Mindstrong Health, a company that uses phone activity to measure mental health and behavior, has just closed a $15 million Series B funding round.
This newest backing brings the startups total financing to $29 million, and will be used to scale the business and advance commercial deployments with partners in the healthcare industry. Mindstrong is backed by ARCH Venture Partners, Berggruen Holdings, Bezos Expeditions, Decheng Capital, Foresite Capital, Optum Ventures, and One Mind Brain Health Impact Fund.
The Palo Alto, California-based company is developing objective brain measures of brain function based on patterns of interaction with a smartphone.
“We are a digital brain biomarker company that is really a measurement to cognitive function and mood. And this is all done through human interactions with your smartphone,” Elaine Cheung, vice president of marketing and policy at Mindstrong, said during a panel at last week’s BIO 2018. “It is content free, but it is looking at passively-collected objective and continuous measurements of cognitive function and mood. Essentially, this is bringing something to the field of neuropsychiatry and neurology that has never been possible before. Think about trying to manage diabetes without a continuous glucose monitor. ... Can we detect changes in cognitive state, be able to detect deterioration early in mental state in a variety of different neuropsychiatric conditions, and be able to intervene early? The proposition [is] to reduce hospital readmissions … that is very significant in the health system.”
Mindstrong has been around since 2014, but really started grabbing public attention last year after former NIMH director Dr. Thomas Insel left Verily in order to work at the startup. It was cofounded by Insel and Dr. Paul Dagum, who patented the first digital measure of the central nervous system. This latest funding follows a $14 million Series A round in June of 2017.

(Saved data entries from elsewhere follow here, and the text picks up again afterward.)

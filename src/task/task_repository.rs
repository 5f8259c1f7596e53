use super::{task_dto::TaskFilters, task_models::Task};
use crate::{error::Result, store::CrmStore};

#[derive(Clone)]
pub struct TaskRepository {
    store: CrmStore,
}

impl TaskRepository {
    pub fn new(store: CrmStore) -> Self {
        Self { store }
    }

    pub async fn find_all(&self, filters: &TaskFilters) -> Vec<Task> {
        let search = filters.search.as_deref().map(str::to_lowercase);

        self.store
            .read()
            .await
            .tasks
            .iter()
            .filter(|t| filters.completed.map_or(true, |c| t.completed == c))
            .filter(|t| filters.priority.map_or(true, |p| t.priority == p))
            .filter(|t| {
                search.as_deref().map_or(true, |term| {
                    t.title.to_lowercase().contains(term) || t.related_to.to_lowercase().contains(term)
                })
            })
            .cloned()
            .collect()
    }

    pub async fn find_by_id(&self, id: &str) -> Option<Task> {
        self.store
            .read()
            .await
            .tasks
            .iter()
            .find(|t| t.id == id)
            .cloned()
    }

    pub async fn create(&self, task: Task) -> Task {
        self.store.write().await.tasks.insert(0, task.clone());
        task
    }

    /// Apply `change` to the stored task and return the result.
    pub async fn update<F>(&self, id: &str, change: F) -> Option<Task>
    where
        F: FnOnce(&mut Task),
    {
        let mut data = self.store.write().await;
        let task = data.tasks.iter_mut().find(|t| t.id == id)?;
        change(task);
        Some(task.clone())
    }

    /// Like [`TaskRepository::update`], but `change` may reject the edit.
    /// The stored task is only replaced when `change` succeeds.
    pub async fn try_update<F>(&self, id: &str, change: F) -> Result<Option<Task>>
    where
        F: FnOnce(&mut Task) -> Result<()>,
    {
        let mut data = self.store.write().await;
        let Some(task) = data.tasks.iter_mut().find(|t| t.id == id) else {
            return Ok(None);
        };
        let mut edited = task.clone();
        change(&mut edited)?;
        *task = edited.clone();
        Ok(Some(edited))
    }

    pub async fn delete(&self, id: &str) -> u64 {
        let mut data = self.store.write().await;
        let before = data.tasks.len();
        data.tasks.retain(|t| t.id != id);
        (before - data.tasks.len()) as u64
    }
}
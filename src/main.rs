mod contact;
mod dashboard;
mod deal;
mod error;
mod lead;
mod notification;
mod reminder;
mod routes;
mod seed;
mod session;
mod state;
mod store;
mod task;

use routes::create_router;
use state::{AppState, Config};
use store::create_store;
use tracing_subscriber::{layer::SubscriberExt, util::SubscriberInitExt};

#[tokio::main]
async fn main() -> anyhow::Result<()> {
    // Load environment variables
    dotenv::dotenv().ok();

    // Initialize tracing
    tracing_subscriber::registry()
        .with(
            tracing_subscriber::EnvFilter::try_from_default_env()
                .unwrap_or_else(|_| "info,crm_dashboard=debug".into()),
        )
        .with(tracing_subscriber::fmt::layer())
        .init();

    // Load configuration
    let config = Config::from_env();

    let store = create_store(config.seed_demo_data);
    let state = AppState::new(&config, store);

    if config.auto_login {
        state.session_service.login().await?;
    }

    let app = create_router(state.clone());

    let addr = format!("{}:{}", config.host, config.port);
    tracing::info!("Server starting on http://{}", addr);
    tracing::info!("Swagger UI available at http://{}/swagger-ui", addr);

    let listener = tokio::net::TcpListener::bind(&addr).await?;
    axum::serve(listener, app)
        .with_graceful_shutdown(async {
            if let Err(e) = tokio::signal::ctrl_c().await {
                tracing::error!("Failed to listen for shutdown signal: {:?}", e);
            }
        })
        .await?;

    // Stop the reminder timer before exiting
    if state.session_service.status().await.active {
        state.session_service.logout().await?;
    }

    tracing::info!("Server stopped");
    Ok(())
}
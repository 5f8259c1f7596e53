pub mod delivery;
pub mod reminder_scheduler;
pub mod reminder_service;
pub mod schedule;

pub use delivery::{BroadcastNotifier, PermissionState, ReminderNotifier};
pub use reminder_service::{start_reminder_service, ReminderServiceHandle};
use serde::Deserialize;
use utoipa::ToSchema;
use validator::Validate;

use super::lead_models::{LeadNote, LeadSource, LeadStatus};

#[derive(Debug, Deserialize, Validate, ToSchema)]
pub struct SaveLeadRequest {
    #[validate(length(min = 1, max = 200))]
    pub name: String,
    #[validate(length(max = 200))]
    pub company: String,
    #[validate(email)]
    pub email: String,
    pub status: LeadStatus,
    #[validate(range(min = 0.0))]
    pub value: f64,
    #[serde(alias = "lastContact")]
    pub last_contact: String,
    pub source: LeadSource,
    #[serde(default)]
    pub notes: Vec<LeadNote>,
}
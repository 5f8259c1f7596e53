use chrono::{NaiveDate, NaiveDateTime, NaiveTime};

use crate::{
    error::{AppError, Result},
    task::task_models::Task,
};

/// Time of day used when a task has no due time.
pub const DEFAULT_DUE_TIME: &str = "09:00:00";

pub fn parse_due_date(value: &str) -> Result<NaiveDate> {
    NaiveDate::parse_from_str(value, "%Y-%m-%d")
        .map_err(|_| AppError::Validation(format!("Invalid due date '{}', expected YYYY-MM-DD", value)))
}

/// Accepts `HH:MM` and `HH:MM:SS` in 24-hour form.
pub fn parse_due_time(value: &str) -> Result<NaiveTime> {
    NaiveTime::parse_from_str(value, "%H:%M:%S")
        .or_else(|_| NaiveTime::parse_from_str(value, "%H:%M"))
        .map_err(|_| AppError::Validation(format!("Invalid due time '{}', expected HH:MM", value)))
}

/// Wall-clock instant a task falls due. An absent or empty due time means 09:00.
pub fn due_instant(task: &Task) -> Result<NaiveDateTime> {
    let date = parse_due_date(&task.due_date)?;
    let time = match task.due_time.as_deref() {
        Some(value) if !value.is_empty() => value,
        _ => DEFAULT_DUE_TIME,
    };
    Ok(date.and_time(parse_due_time(time)?))
}

/// Span during which a reminder for `task` may fire: from the reminder
/// instant up to and including the due instant.
#[derive(Debug, Clone, Copy, PartialEq, Eq)]
pub struct ReminderWindow {
    pub remind_at: NaiveDateTime,
    pub due_at: NaiveDateTime,
}

impl ReminderWindow {
    pub fn contains(&self, now: NaiveDateTime) -> bool {
        self.remind_at <= now && now <= self.due_at
    }
}

/// `Ok(None)` when the task has no reminder configured.
pub fn reminder_window(task: &Task) -> Result<Option<ReminderWindow>> {
    let Some(lead_time) = task.reminder.lead_time() else {
        return Ok(None);
    };
    let due_at = due_instant(task)?;
    let remind_at = due_at
        .checked_sub_signed(lead_time)
        .ok_or_else(|| AppError::Validation(format!("Due date out of range for task {}", task.id)))?;

    Ok(Some(ReminderWindow { remind_at, due_at }))
}

#[cfg(test)]
mod tests {
    use super::*;
    use crate::task::task_models::{ReminderOffset, TaskPriority};

    fn task(due_date: &str, due_time: Option<&str>, reminder: ReminderOffset) -> Task {
        Task {
            id: "task_1".to_string(),
            title: "Call back".to_string(),
            due_date: due_date.to_string(),
            due_time: due_time.map(str::to_string),
            completed: false,
            related_to: "General".to_string(),
            priority: TaskPriority::Medium,
            reminder,
        }
    }

    fn at(date: &str, time: &str) -> NaiveDateTime {
        NaiveDateTime::parse_from_str(&format!("{} {}", date, time), "%Y-%m-%d %H:%M:%S").unwrap()
    }

    #[test]
    fn test_due_instant_defaults_to_nine() {
        let due = due_instant(&task("2025-09-21", None, ReminderOffset::None)).unwrap();
        assert_eq!(due, at("2025-09-21", "09:00:00"));

        let due = due_instant(&task("2025-09-21", Some(""), ReminderOffset::None)).unwrap();
        assert_eq!(due, at("2025-09-21", "09:00:00"));
    }

    #[test]
    fn test_due_instant_accepts_short_and_long_times() {
        let due = due_instant(&task("2025-09-21", Some("14:30"), ReminderOffset::None)).unwrap();
        assert_eq!(due, at("2025-09-21", "14:30:00"));

        let due = due_instant(&task("2025-09-21", Some("14:30:15"), ReminderOffset::None)).unwrap();
        assert_eq!(due, at("2025-09-21", "14:30:15"));
    }

    #[test]
    fn test_malformed_date_or_time_is_rejected() {
        assert!(due_instant(&task("21/09/2025", None, ReminderOffset::None)).is_err());
        assert!(due_instant(&task("2025-02-30", None, ReminderOffset::None)).is_err());
        assert!(due_instant(&task("2025-09-21", Some("noon"), ReminderOffset::None)).is_err());
        assert!(due_instant(&task("2025-09-21", Some("25:00"), ReminderOffset::None)).is_err());
    }

    #[test]
    fn test_reminder_window_for_each_offset() {
        let due = at("2025-09-21", "10:00:00");
        let cases = [
            (ReminderOffset::FiveMinutes, at("2025-09-21", "09:55:00")),
            (ReminderOffset::FifteenMinutes, at("2025-09-21", "09:45:00")),
            (ReminderOffset::OneHour, at("2025-09-21", "09:00:00")),
            (ReminderOffset::OneDay, at("2025-09-20", "10:00:00")),
        ];

        for (offset, expected) in cases {
            let window = reminder_window(&task("2025-09-21", Some("10:00"), offset))
                .unwrap()
                .unwrap();
            assert_eq!(window.remind_at, expected, "offset {}", offset);
            assert_eq!(window.due_at, due);
        }
    }

    #[test]
    fn test_no_window_without_reminder() {
        let window = reminder_window(&task("2025-09-21", Some("10:00"), ReminderOffset::None)).unwrap();
        assert!(window.is_none());
    }

    #[test]
    fn test_window_bounds_are_inclusive() {
        let window = reminder_window(&task("2025-09-21", Some("10:00"), ReminderOffset::FifteenMinutes))
            .unwrap()
            .unwrap();

        assert!(window.contains(at("2025-09-21", "09:45:00")));
        assert!(window.contains(at("2025-09-21", "10:00:00")));
        assert!(!window.contains(at("2025-09-21", "09:44:59")));
        assert!(!window.contains(at("2025-09-21", "10:00:01")));
    }
}
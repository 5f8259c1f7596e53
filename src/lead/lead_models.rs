use serde::{Deserialize, Serialize};
use utoipa::ToSchema;

#[derive(Debug, Clone, Copy, PartialEq, Eq, Serialize, Deserialize, ToSchema)]
pub enum LeadStatus {
    New,
    Contacted,
    Qualified,
    Lost,
}

impl std::fmt::Display for LeadStatus {
    fn fmt(&self, f: &mut std::fmt::Formatter<'_>) -> std::fmt::Result {
        match self {
            LeadStatus::New => write!(f, "New"),
            LeadStatus::Contacted => write!(f, "Contacted"),
            LeadStatus::Qualified => write!(f, "Qualified"),
            LeadStatus::Lost => write!(f, "Lost"),
        }
    }
}

#[derive(Debug, Clone, Copy, PartialEq, Eq, Hash, Serialize, Deserialize, ToSchema)]
pub enum LeadSource {
    Website,
    Referral,
    #[serde(rename = "Cold Call")]
    ColdCall,
    Event,
}

impl std::fmt::Display for LeadSource {
    fn fmt(&self, f: &mut std::fmt::Formatter<'_>) -> std::fmt::Result {
        match self {
            LeadSource::Website => write!(f, "Website"),
            LeadSource::Referral => write!(f, "Referral"),
            LeadSource::ColdCall => write!(f, "Cold Call"),
            LeadSource::Event => write!(f, "Event"),
        }
    }
}

#[derive(Debug, Clone, PartialEq, Serialize, Deserialize, ToSchema)]
pub struct LeadNote {
    pub id: String,
    pub date: String,
    pub note: String,
}

#[derive(Debug, Clone, PartialEq, Serialize, Deserialize, ToSchema)]
pub struct Lead {
    pub id: String,
    pub name: String,
    pub company: String,
    pub email: String,
    pub status: LeadStatus,
    pub value: f64,
    #[serde(alias = "lastContact")]
    pub last_contact: String,
    pub source: LeadSource,
    #[serde(default)]
    pub notes: Vec<LeadNote>,
}

#[cfg(test)]
mod tests {
    use super::*;

    #[test]
    fn test_lead_status_display() {
        assert_eq!(LeadStatus::New.to_string(), "New");
        assert_eq!(LeadStatus::Contacted.to_string(), "Contacted");
        assert_eq!(LeadStatus::Qualified.to_string(), "Qualified");
        assert_eq!(LeadStatus::Lost.to_string(), "Lost");
    }

    #[test]
    fn test_lead_wire_shape() {
        let json = r#"{"id":"lead_007","name":"Sam Park","company":"Nimbus","email":"sam@nimbus.io",
            "status":"New","value":1500,"last_contact":"2025-09-21","source":"Event"}"#;
        let lead: Lead = serde_json::from_str(json).unwrap();
        assert_eq!(lead.last_contact, "2025-09-21");
        assert!(lead.notes.is_empty());

        let value = serde_json::to_value(&lead).unwrap();
        assert_eq!(value["last_contact"], "2025-09-21");
        assert!(value.get("lastContact").is_none());

        let camel = json.replace("last_contact", "lastContact");
        let lead: Lead = serde_json::from_str(&camel).unwrap();
        assert_eq!(lead.last_contact, "2025-09-21");
    }

    #[test]
    fn test_cold_call_source_uses_spaced_name() {
        let json = serde_json::to_string(&LeadSource::ColdCall).unwrap();
        assert_eq!(json, "\"Cold Call\"");
        assert_eq!(LeadSource::ColdCall.to_string(), "Cold Call");
    }
}
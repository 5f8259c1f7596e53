use axum::{
    extract::{Path, Query, State},
    http::StatusCode,
    response::IntoResponse,
    Json,
};

use super::{
    task_dto::{CreateTaskRequest, TaskFilters, UpdateTaskRequest},
    task_models::Task,
};
use crate::{
    error::{AppError, Result},
    state::AppState,
};

/// Get all tasks
#[utoipa::path(
    get,
    path = "/api/tasks",
    params(TaskFilters),
    responses((status = 200, description = "List of tasks", body = Vec<Task>)),
    tag = "tasks"
)]
pub async fn get_tasks(
    State(state): State<AppState>,
    Query(filters): Query<TaskFilters>,
) -> Json<Vec<Task>> {
    Json(state.task_service.list_tasks(filters).await)
}

/// Get a single task
#[utoipa::path(
    get,
    path = "/api/tasks/{id}",
    params(("id" = String, Path, description = "Task ID")),
    responses(
        (status = 200, description = "Task", body = Task),
        (status = 404, description = "Task not found")
    ),
    tag = "tasks"
)]
pub async fn get_task(
    State(state): State<AppState>,
    Path(task_id): Path<String>,
) -> Result<Json<Task>> {
    let task = state.task_service.get_task(&task_id).await?;
    Ok(Json(task))
}

/// Create a task
#[utoipa::path(
    post,
    path = "/api/tasks",
    request_body = CreateTaskRequest,
    responses(
        (status = 201, description = "Task created", body = Task),
        (status = 400, description = "Invalid payload")
    ),
    tag = "tasks"
)]
pub async fn create_task(
    State(state): State<AppState>,
    Json(payload): Json<CreateTaskRequest>,
) -> Result<impl IntoResponse> {
    let task = state.task_service.create_task(payload).await?;
    tracing::debug!("Created task {} with reminder {}", task.id, task.reminder);

    Ok((StatusCode::CREATED, Json(task)))
}

/// Update a task
#[utoipa::path(
    put,
    path = "/api/tasks/{id}",
    params(("id" = String, Path, description = "Task ID")),
    request_body = UpdateTaskRequest,
    responses(
        (status = 200, description = "Task updated", body = Task),
        (status = 400, description = "Invalid payload"),
        (status = 404, description = "Task not found")
    ),
    tag = "tasks"
)]
pub async fn update_task(
    State(state): State<AppState>,
    Path(task_id): Path<String>,
    Json(payload): Json<UpdateTaskRequest>,
) -> Result<Json<Task>> {
    let task = state.task_service.update_task(&task_id, payload).await?;
    Ok(Json(task))
}

/// Flip a task between open and completed
#[utoipa::path(
    patch,
    path = "/api/tasks/{id}/toggle",
    params(("id" = String, Path, description = "Task ID")),
    responses(
        (status = 200, description = "Task toggled", body = Task),
        (status = 404, description = "Task not found")
    ),
    tag = "tasks"
)]
pub async fn toggle_task(
    State(state): State<AppState>,
    Path(task_id): Path<String>,
) -> Result<Json<Task>> {
    let task = state.task_service.toggle_completed(&task_id).await?;
    Ok(Json(task))
}

/// Delete a task
#[utoipa::path(
    delete,
    path = "/api/tasks/{id}",
    params(("id" = String, Path, description = "Task ID")),
    responses(
        (status = 204, description = "Task deleted"),
        (status = 404, description = "Task not found")
    ),
    tag = "tasks"
)]
pub async fn delete_task(
    State(state): State<AppState>,
    Path(task_id): Path<String>,
) -> Result<StatusCode> {
    let rows_affected = state.task_service.delete_task(&task_id).await;

    if rows_affected == 0 {
        return Err(AppError::NotFound("Task not found".to_string()));
    }

    Ok(StatusCode::NO_CONTENT)
}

Mindstrong has recently been involved with a number of high-profile partnerships. Earlier this year, the company entered into a deal with Takeda Pharmaceuticals to apply the former's technology to identify digital biomarkers in schizophrenia and treatment-resistant depression, according to the company.
Last August, Mindstrong, Verily Life Science, and the University of North Carolina announced they were teaming up to conduct a 19-site study of PTSD. The study, called the Aurora Study, is funded by a $21 million NIH grant and aims to enroll 5,000 people.
“We appreciate the continued support of our early investors and we welcome Bezos Expeditions and Decheng Capital in our journey to transform brain healthcare," Mindstrong founder and CEO Paul Dagum said in a statement. "As the first company to develop comprehensive care pathways based on our passively-collected, continuous, and objective measures of cognitive function and mood, we are committed to improving behavioral healthcare with delivery models that move care from episodic clinic visits to preemptive outreach care that is technology enabled."